Aim of the task ->
Your reply should be made up of every line in the records below that holds the string "RisksFactors".

Provided material ->

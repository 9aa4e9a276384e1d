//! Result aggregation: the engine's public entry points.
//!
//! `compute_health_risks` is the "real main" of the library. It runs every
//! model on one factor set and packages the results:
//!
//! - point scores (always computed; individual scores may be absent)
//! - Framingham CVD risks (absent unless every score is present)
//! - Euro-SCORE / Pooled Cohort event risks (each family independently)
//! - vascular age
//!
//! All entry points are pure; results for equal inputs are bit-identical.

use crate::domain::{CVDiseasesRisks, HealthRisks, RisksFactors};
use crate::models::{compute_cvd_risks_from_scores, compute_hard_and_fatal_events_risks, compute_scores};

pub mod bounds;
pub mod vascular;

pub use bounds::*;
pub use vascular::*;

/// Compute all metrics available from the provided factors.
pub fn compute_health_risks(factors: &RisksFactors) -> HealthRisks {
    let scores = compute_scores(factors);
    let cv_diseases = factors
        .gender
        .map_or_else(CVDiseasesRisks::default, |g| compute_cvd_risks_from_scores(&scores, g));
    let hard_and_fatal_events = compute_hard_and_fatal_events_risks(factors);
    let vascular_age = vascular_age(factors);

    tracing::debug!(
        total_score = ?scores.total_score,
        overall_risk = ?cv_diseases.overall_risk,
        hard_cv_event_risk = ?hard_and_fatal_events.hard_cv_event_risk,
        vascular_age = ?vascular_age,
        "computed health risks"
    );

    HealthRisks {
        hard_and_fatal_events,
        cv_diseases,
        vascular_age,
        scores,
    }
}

Solution ->
use crate::domain::{CVDiseasesRisks, HealthRisks, RisksFactors};
pub fn compute_health_risks(factors: &RisksFactors) -> HealthRisks {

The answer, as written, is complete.